User Guide to download package
Overview
The Survival Analysis package is a Python toolkit for analyzing and predicting customer churn and lifetime value using survival analysis techniques. This package encompasses several modules that cover database schema creation, SQL interactions, predictive modeling, and utility functions for data preprocessing.
Installation
You can access our package via PyPi using this link: https://pypi.org/project/survival-analysis/0.0.1/Modules
1. schema.py
Module Description:
This module, schema.py
, contains Python code for defining and creating a database schema using SQLAlchemy. It defines tables such as 'DimCustomer', 'FactPredictions', 'FactPushNotification', and 'FactEmail' for storing customer information, predictive data, push notification details, and email information, respectively.

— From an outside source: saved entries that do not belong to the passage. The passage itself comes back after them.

//! Anything that can play an episode one percept at a time
//!
//! The trial runner drives a [`Player`] without knowing whether it reasons
//! about the cave or just rolls dice.

use crate::agent::session::AgentSession;
use crate::agent::snapshot::TurnSnapshot;
use crate::core::error::Result;
use crate::core::types::{Action, Outcome, Percept};

/// One action, plus the full trace when the player keeps one
#[derive(Debug, Clone)]
pub struct PlayerTurn {
    pub action: Action,
    pub snapshot: Option<TurnSnapshot>,
}

/// Trait for swappable episode players
pub trait Player {
    /// Consume one percept and choose the next action
    fn take_turn(&mut self, percept: &Percept) -> Result<PlayerTurn>;

    /// The simulator reports the last action was fatal
    fn record_death(&mut self);

    /// End the episode without climbing
    fn give_up(&mut self);

    /// Actions emitted so far
    fn turn(&self) -> u32;

    fn score(&self) -> i64;

    fn outcome(&self) -> Option<Outcome>;
}

impl Player for AgentSession {
    fn take_turn(&mut self, percept: &Percept) -> Result<PlayerTurn> {
        let snapshot = self.step(percept)?;
        Ok(PlayerTurn {
            action: snapshot.action,
            snapshot: Some(snapshot),
        })
    }

    fn record_death(&mut self) {
        AgentSession::record_death(self)
    }

    fn give_up(&mut self) {
        AgentSession::give_up(self)
    }

    fn turn(&self) -> u32 {
        AgentSession::turn(self)
    }

    fn score(&self) -> i64 {
        AgentSession::score(self)
    }

    fn outcome(&self) -> Option<Outcome> {
        AgentSession::outcome(self)
    }
}

#[cfg(test)]
mod tests {
    use super::*;
    use crate::core::config::AgentConfig;

    #[test]
    fn test_session_plays_through_trait() {
        let mut session = AgentSession::new(AgentConfig::for_grid(4, 0)).unwrap();
        let player: &mut dyn Player = &mut session;

        let turn = player.take_turn(&Percept::quiet()).unwrap();
        assert_eq!(turn.action, Action::MoveForward);
        assert_eq!(turn.snapshot.map(|s| s.turn), Some(1));
        assert_eq!(player.turn(), 1);

        player.give_up();
        assert_eq!(player.outcome(), Some(Outcome::GaveUp));
    }
}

The obtained database has the below structure:
2. sql_interactions.py
Module Description:
The sql_interactions module provides a Python class named SqlHandler for interacting with SQLite databases. This class allows various operations such as connecting, inserting data, retrieving data, truncating tables, dropping tables, updating tables, and more.
3. model_AFT.py
Module Description:
The model_AFT module implements an Accelerated Failure Time (AFT) model for predicting customer churn and lifetime value. It includes classes for different AFT models, a model selector for choosing the best model based on AIC, and methods for fitting the model and generating predictions.
4. utils.py
Module Description:
The utils module contains utility functions, including format_dataframe, which converts categorical variables to binary columns using one-hot encoding and ensures correct data types for numeric variables.
Example Usage
An example demonstrating the use of this package can be found at https://github.com/ella-2002e/MA-SurvivalAnalysis-Project/blob/main/Example.ipynb
API
The API extends our Survival Analysis project with functionality to select data from the database and insert data. The API now includes several endpoints that help identify top customers with the highest churn rate, customers with the highest/lowest CLV, etc.
Usage
Run run.py
to see initially a message in port, add /docs to see put methods and two get endpoints besides message.
Port should look something like this: http://127.0.0.1:8000/docs#/ . You can run run.py
by executing python run.py in your terminal in venv.
ENDPOINTS
GET
1. get_top_churn_clv_customers
- Accepts pred_period and number of percentage for sorting customers initially by churn_rate and then by clv. It returns top x% customers based on churn_rate & CLV.
2. get_top_clv_customers
- Accepts pred_period and number of percentage for sorting customers by CLV. It returns top x% customers based on CLV.
PUT
These below PUT methods are created to populate the DB with the results of actions taken in response to the two GET methods mentioned above. There are two csv files email_data.csv and notifications_data.csv in Raw Data folder that contain sample generated data with structure that matches tables of the database.
1. populate_fact_push_notification
- Allows to choose a csv file to add in FactPushNotification table. Use that method with notifications_data.csv to populate the FactPushNotification table in the DB. Note that, customer_id-s are taken from endpoint: http://127.0.0.1:8000/get_top_churn_clv_customers?pred_period=12&top_percentage=10
2. populate_fact_email
- Similarly, use email_data.csv to populate FactEmail table with second put method. Note that, email_data customer_id-s are taken from endpoint: http://127.0.0.1:8000/get_top_clv_customers?top_percentage=20&pred_period=5
License
This package is provided under the MIT License. Feel free to use and modify it in your projects.